Overview. DDlog is a bottom-up, incremental, in-memory, typed Datalog engine for building embedded deductive databases.

Bottom-up: DDlog starts from a set of ground facts (provided by the user) and computes all possible derived facts by following Datalog rules, in a bottomup fashion. (In contrast, top-down engines are optimized to answer individual user queries without computing all possible facts ahead of time.)

Incremental: whenever presented with changes to the ground facts, DDlog only performs the minimum computation necessary to compute all changes in the derived facts. This has significant performance benefits, and only produces output of minimum size, also reducing communication requirements. DDlog evaluation is always incremental ; non-incremental (traditional) evaluation can be implemented as a special case, starting from empty relations.

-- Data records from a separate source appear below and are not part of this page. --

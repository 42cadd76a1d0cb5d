// Full-text index.
//
// Inverted index over analyzed text with positional postings. Scoring is
// BM25; phrase queries verify token adjacency with a configurable slop.
// Analyzers are built by name through a process-wide factory registry.

use crate::common::RowId;
use crate::error::DbError;
use crate::index::{Index, IndexInfo, IndexKey, KeyPart};
use crate::Result;
use once_cell::sync::Lazy;
use parking_lot::RwLock;
use std::collections::{HashMap, HashSet};
use std::sync::Arc;

const BM25_K1: f64 = 1.2;
const BM25_B: f64 = 0.75;

/// Splits text into index terms.
pub trait Analyzer: Send + Sync {
    fn tokenize(&self, text: &str) -> Vec<String>;
}

/// Lowercases, splits on non-alphanumeric runs, and drops stop words.
pub struct StandardAnalyzer {
    stop_words: HashSet<String>,
}

impl StandardAnalyzer {
    pub fn new(options: &HashMap<String, String>) -> Self {
        let stop_words = match options.get("stop_words").map(String::as_str) {
            Some("none") => HashSet::new(),
            _ => Self::default_stop_words(),
        };
        Self { stop_words }
    }

    fn default_stop_words() -> HashSet<String> {
        [
            "a", "an", "and", "are", "as", "at", "be", "by", "for", "from", "has", "he", "in",
            "is", "it", "its", "of", "on", "that", "the", "to", "was", "will", "with",
        ]
        .iter()
        .map(|s| s.to_string())
        .collect()
    }
}

impl Analyzer for StandardAnalyzer {
    fn tokenize(&self, text: &str) -> Vec<String> {
        text.split(|c: char| !c.is_alphanumeric())
            .filter(|token| !token.is_empty())
            .map(str::to_lowercase)
            .filter(|token| !self.stop_words.contains(token))
            .collect()
    }
}

type AnalyzerFactory = fn(&HashMap<String, String>) -> Arc<dyn Analyzer>;

static ANALYZERS: Lazy<RwLock<HashMap<String, AnalyzerFactory>>> = Lazy::new(|| {
    let mut factories: HashMap<String, AnalyzerFactory> = HashMap::new();
    factories.insert("standard".to_string(), |options| {
        Arc::new(StandardAnalyzer::new(options))
    });
    RwLock::new(factories)
});

/// Register an analyzer factory under a name. Intended for startup-time
/// extension; lookups afterwards are read-only.
pub fn register_analyzer(name: &str, factory: AnalyzerFactory) {
    ANALYZERS.write().insert(name.to_string(), factory);
}

/// Construct an analyzer by name with an options bag.
pub fn build_analyzer(name: &str, options: &HashMap<String, String>) -> Result<Arc<dyn Analyzer>> {
    let factories = ANALYZERS.read();
    let factory = factories
        .get(name)
        .ok_or_else(|| DbError::Validation(format!("unknown analyzer: {}", name)))?;
    Ok(factory(options))
}

/// A ranked full-text match.
#[derive(Debug, Clone, PartialEq)]
pub struct ScoredDoc {
    pub row_id: RowId,
    pub score: f64,
}

#[derive(Default)]
struct FtState {
    /// term -> doc -> token positions.
    postings: HashMap<String, HashMap<RowId, Vec<u32>>>,
    /// Raw text per document, used by key-based deletes.
    docs: HashMap<RowId, String>,
    /// Token count per document.
    doc_lengths: HashMap<RowId, u32>,
    total_tokens: u64,
}

impl FtState {
    fn avg_doc_len(&self) -> f64 {
        if self.docs.is_empty() {
            0.0
        } else {
            self.total_tokens as f64 / self.docs.len() as f64
        }
    }

    fn remove_doc(&mut self, row_id: RowId) {
        if self.docs.remove(&row_id).is_none() {
            return;
        }
        if let Some(len) = self.doc_lengths.remove(&row_id) {
            self.total_tokens -= len as u64;
        }
        self.postings.retain(|_, docs| {
            docs.remove(&row_id);
            !docs.is_empty()
        });
    }
}

pub struct FullTextIndex {
    info: IndexInfo,
    analyzer: Arc<dyn Analyzer>,
    /// Max gap between adjacent phrase terms.
    phrase_slop: u32,
    state: RwLock<FtState>,
}

impl FullTextIndex {
    pub fn new(info: IndexInfo) -> Result<Self> {
        Self::with_analyzer(info, "standard", &HashMap::new(), 0)
    }

    pub fn with_analyzer(
        info: IndexInfo,
        analyzer: &str,
        options: &HashMap<String, String>,
        phrase_slop: u32,
    ) -> Result<Self> {
        Ok(Self {
            info,
            analyzer: build_analyzer(analyzer, options)?,
            phrase_slop,
            state: RwLock::new(FtState::default()),
        })
    }

    fn index_document(&self, state: &mut FtState, row_id: RowId, text: &str) {
        state.remove_doc(row_id);
        let tokens = self.analyzer.tokenize(text);
        for (pos, term) in tokens.iter().enumerate() {
            state
                .postings
                .entry(term.clone())
                .or_default()
                .entry(row_id)
                .or_default()
                .push(pos as u32);
        }
        state.doc_lengths.insert(row_id, tokens.len() as u32);
        state.total_tokens += tokens.len() as u64;
        state.docs.insert(row_id, text.to_string());
    }

    fn bm25(&self, state: &FtState, term: &str, row_id: RowId) -> f64 {
        let Some(docs) = state.postings.get(term) else {
            return 0.0;
        };
        let Some(positions) = docs.get(&row_id) else {
            return 0.0;
        };
        let n = state.docs.len() as f64;
        let df = docs.len() as f64;
        let tf = positions.len() as f64;
        let dl = *state.doc_lengths.get(&row_id).unwrap_or(&0) as f64;
        let avgdl = state.avg_doc_len().max(1.0);

        let idf = ((n - df + 0.5) / (df + 0.5) + 1.0).ln();
        idf * tf * (BM25_K1 + 1.0) / (tf + BM25_K1 * (1.0 - BM25_B + BM25_B * dl / avgdl))
    }

    /// Ranked search. A query wrapped in double quotes runs as a phrase
    /// query with the configured slop; anything else scores each term
    /// independently (OR semantics).
    pub fn search(&self, query: &str, top_k: usize) -> Result<Vec<ScoredDoc>> {
        let trimmed = query.trim();
        if trimmed.len() >= 2 && trimmed.starts_with('"') && trimmed.ends_with('"') {
            let inner = &trimmed[1..trimmed.len() - 1];
            return self.search_phrase(inner, self.phrase_slop, top_k);
        }

        let state = self.state.read();
        let terms = self.analyzer.tokenize(trimmed);
        let mut scores: HashMap<RowId, f64> = HashMap::new();
        for term in &terms {
            if let Some(docs) = state.postings.get(term) {
                for &row_id in docs.keys() {
                    *scores.entry(row_id).or_insert(0.0) += self.bm25(&state, term, row_id);
                }
            }
        }
        Ok(Self::top_k(scores, top_k))
    }

    /// Phrase query: all terms present with adjacent positions at most
    /// `slop` tokens apart, in order.
    pub fn search_phrase(&self, phrase: &str, slop: u32, top_k: usize) -> Result<Vec<ScoredDoc>> {
        let state = self.state.read();
        let terms = self.analyzer.tokenize(phrase);
        if terms.is_empty() {
            return Ok(Vec::new());
        }

        // Docs containing every term.
        let mut candidates: Option<HashSet<RowId>> = None;
        for term in &terms {
            let docs: HashSet<RowId> = match state.postings.get(term) {
                Some(docs) => docs.keys().copied().collect(),
                None => return Ok(Vec::new()),
            };
            candidates = Some(match candidates {
                None => docs,
                Some(existing) => existing.intersection(&docs).copied().collect(),
            });
        }

        let mut scores: HashMap<RowId, f64> = HashMap::new();
        for row_id in candidates.unwrap_or_default() {
            if Self::matches_phrase(&state, &terms, row_id, slop) {
                let score: f64 = terms.iter().map(|t| self.bm25(&state, t, row_id)).sum();
                scores.insert(row_id, score);
            }
        }
        Ok(Self::top_k(scores, top_k))
    }

    /// Greedy positional check: starting from each occurrence of the first
    /// term, every following term must appear within `slop + 1` tokens of
    /// its predecessor.
    fn matches_phrase(state: &FtState, terms: &[String], row_id: RowId, slop: u32) -> bool {
        let positions: Vec<&Vec<u32>> = terms
            .iter()
            .filter_map(|t| state.postings.get(t).and_then(|docs| docs.get(&row_id)))
            .collect();
        if positions.len() != terms.len() {
            return false;
        }

        'starts: for &start in positions[0] {
            let mut prev = start;
            for term_positions in &positions[1..] {
                let next = term_positions
                    .iter()
                    .copied()
                    .find(|&p| p > prev && p - prev <= slop + 1);
                match next {
                    Some(p) => prev = p,
                    None => continue 'starts,
                }
            }
            return true;
        }
        false
    }

    fn top_k(scores: HashMap<RowId, f64>, top_k: usize) -> Vec<ScoredDoc> {
        let mut ranked: Vec<ScoredDoc> = scores
            .into_iter()
            .map(|(row_id, score)| ScoredDoc { row_id, score })
            .collect();
        ranked.sort_by(|a, b| {
            b.score
                .total_cmp(&a.score)
                .then_with(|| a.row_id.cmp(&b.row_id))
        });
        if top_k > 0 {
            ranked.truncate(top_k);
        }
        ranked
    }

    fn key_text(key: &IndexKey) -> Result<&str> {
        match key.0.as_slice() {
            [KeyPart::Str(text)] => Ok(text.as_str()),
            _ => Err(DbError::UnsupportedKeyType(
                "full-text index requires a single string key".to_string(),
            )),
        }
    }
}

impl Index for FullTextIndex {
    fn info(&self) -> &IndexInfo {
        &self.info
    }

    fn insert(&self, key: &IndexKey, row_ids: &[RowId]) -> Result<()> {
        let text = Self::key_text(key)?;
        let mut state = self.state.write();
        for &row_id in row_ids {
            self.index_document(&mut state, row_id, text);
        }
        Ok(())
    }

    /// Remove every document whose stored text equals the key.
    fn delete(&self, key: &IndexKey) -> Result<()> {
        let text = Self::key_text(key)?;
        let mut state = self.state.write();
        let matching: Vec<RowId> = state
            .docs
            .iter()
            .filter(|(_, doc)| doc.as_str() == text)
            .map(|(&row_id, _)| row_id)
            .collect();
        for row_id in matching {
            state.remove_doc(row_id);
        }
        Ok(())
    }

    /// Point lookup: documents containing all of the key's terms.
    fn find(&self, key: &IndexKey) -> Result<Vec<RowId>> {
        let text = Self::key_text(key)?;
        let state = self.state.read();
        let terms = self.analyzer.tokenize(text);
        if terms.is_empty() {
            return Ok(Vec::new());
        }
        let mut result: Option<HashSet<RowId>> = None;
        for term in &terms {
            let docs: HashSet<RowId> = match state.postings.get(term) {
                Some(docs) => docs.keys().copied().collect(),
                None => return Ok(Vec::new()),
            };
            result = Some(match result {
                None => docs,
                Some(existing) => existing.intersection(&docs).copied().collect(),
            });
        }
        let mut ids: Vec<RowId> = result.unwrap_or_default().into_iter().collect();
        ids.sort_unstable();
        Ok(ids)
    }

    fn find_range(&self, _min: &IndexKey, _max: &IndexKey) -> Result<Vec<RowId>> {
        Err(DbError::UnsupportedOperation(
            "range query not supported on full-text index".to_string(),
        ))
    }

    fn reset(&self) -> Result<()> {
        *self.state.write() = FtState::default();
        Ok(())
    }
}

#[cfg(test)]
mod tests {
    use super::*;
    use crate::common::Value;
    use crate::index::IndexKind;

    fn index() -> FullTextIndex {
        FullTextIndex::new(IndexInfo {
            name: "ft_body".to_string(),
            table: "posts".to_string(),
            columns: vec!["body".to_string()],
            kind: IndexKind::FullText,
            unique: false,
        })
        .unwrap()
    }

    fn add(idx: &FullTextIndex, row_id: RowId, text: &str) {
        let key = IndexKey::single(&Value::String(text.to_string())).unwrap();
        idx.insert(&key, &[row_id]).unwrap();
    }

    #[test]
    fn test_ranked_search() {
        let idx = index();
        add(&idx, 1, "rust database engine");
        add(&idx, 2, "rust rust rust everywhere");
        add(&idx, 3, "postgres internals");

        let results = idx.search("rust", 10).unwrap();
        assert_eq!(results.len(), 2);
        // Higher term frequency ranks first.
        assert_eq!(results[0].row_id, 2);
    }

    #[test]
    fn test_phrase_search_order_matters() {
        let idx = index();
        add(&idx, 1, "quick brown fox");
        add(&idx, 2, "brown quick fox");

        let results = idx.search("\"quick brown\"", 10).unwrap();
        assert_eq!(results.len(), 1);
        assert_eq!(results[0].row_id, 1);
    }

    #[test]
    fn test_phrase_slop() {
        let idx = index();
        add(&idx, 1, "quick clever brown fox");

        assert!(idx.search_phrase("quick brown", 0, 10).unwrap().is_empty());
        let with_slop = idx.search_phrase("quick brown", 1, 10).unwrap();
        assert_eq!(with_slop.len(), 1);
    }

    #[test]
    fn test_delete_by_key() {
        let idx = index();
        add(&idx, 1, "delete me please");
        add(&idx, 2, "keep me around");

        let key = IndexKey::single(&Value::String("delete me please".into())).unwrap();
        idx.delete(&key).unwrap();

        assert!(idx.search("delete", 10).unwrap().is_empty());
        assert_eq!(idx.search("keep", 10).unwrap().len(), 1);
    }

    #[test]
    fn test_find_requires_all_terms() {
        let idx = index();
        add(&idx, 1, "alpha beta gamma");
        add(&idx, 2, "alpha delta");

        let key = IndexKey::single(&Value::String("alpha beta".into())).unwrap();
        assert_eq!(idx.find(&key).unwrap(), vec![1]);
    }

    #[test]
    fn test_stop_words_filtered() {
        let idx = index();
        add(&idx, 1, "the quick fox");
        assert!(idx.search("the", 10).unwrap().is_empty());
        assert_eq!(idx.search("quick", 10).unwrap().len(), 1);
    }
}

In-memory: DDlog stores and processes data in memory1 . At the moment, DDlog keeps all the data in the memory of a single machine 2 .

Typed: Pure Datalog does not have concepts like data types, arithmetic, strings or functions. To facilitate writing of safe, maintainable, and concise code, DDlog extends Datalog with:

-A powerful type system, including Booleans, unlimited precision integers, bit-vectors, strings, tuples, and Haskell-style tagged unions. -Standard integer and bit-vector arithmetic.

-A simple functional language containing functions that allows expressing many computations over these data-types in DDlog without resorting to external functions. -String operations, including string concatenation and interpolation.

-The ability to store and manipulate sets, vectors, and maps as first-class values in relations, including performing aggregations. Embedded: while DDlog programs can be run interactively via a command line interface, the primary use case is to run DDlog in the same address space with an application that requires deductive database functionality. A DDlog program is compiled into a Rust library that can be linked against a Rust, C/C++ or Java program (bindings for other languages can be easily added).

DDlog is an open-source project, hosted on github [1] using an MIT-license.

Differential Datalog (DDlog)

A DDlog program operates on typed relations. The programmer defines a set of rules to compute a set of output relations based on input relations (Figure 1). Rules are evaluated incrementally: given a set of changes to the input relations (insertions or deletions), DDlog produces a set of changes to the output relations (expressed also as insertions or deletions).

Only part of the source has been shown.